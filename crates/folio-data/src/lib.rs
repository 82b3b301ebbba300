#![forbid(unsafe_code)]
#![deny(
    warnings,
    dead_code,
    unused,
    unused_imports,
    unused_must_use,
    unreachable_pub,
    clippy::all,
    clippy::pedantic,
    clippy::nursery,
    rustdoc::broken_intra_doc_links,
    rustdoc::bare_urls,
    missing_docs
)]
#![allow(clippy::redundant_pub_crate)]

//! Persistence for Folio: the PostgreSQL content store with its embedded
//! migrations, and the local filesystem blob store for uploaded media.

pub mod blob;
pub mod content;
pub mod error;
mod sql;

pub use blob::LocalBlobStore;
pub use content::PgContentStore;
pub use error::{DataError, Result as DataResult};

......

= Work to be completed =
Every record above should be output exactly.

= Solution for this problem =
filename crates/folio-data/src/lib.rs
repository 82b3b301ebbba300
#![forbid(unsafe_code)]
#![deny(
    warnings,
    dead_code,
    unused,
    unused_imports,
    unused_must_use,
    unreachable_pub,
    clippy::all,
    clippy::pedantic,
    clippy::nursery,
    rustdoc::broken_intra_doc_links,
    rustdoc::bare_urls,
    missing_docs
)]
#![allow(clippy::redundant_pub_crate)]

//! Persistence for Folio: the PostgreSQL content store with its embedded
//! migrations, and the local filesystem blob store for uploaded media.

pub mod blob;
pub mod content;
pub mod error;
mod sql;

pub use blob::LocalBlobStore;
pub use content::PgContentStore;
pub use error::{DataError, Result as DataResult};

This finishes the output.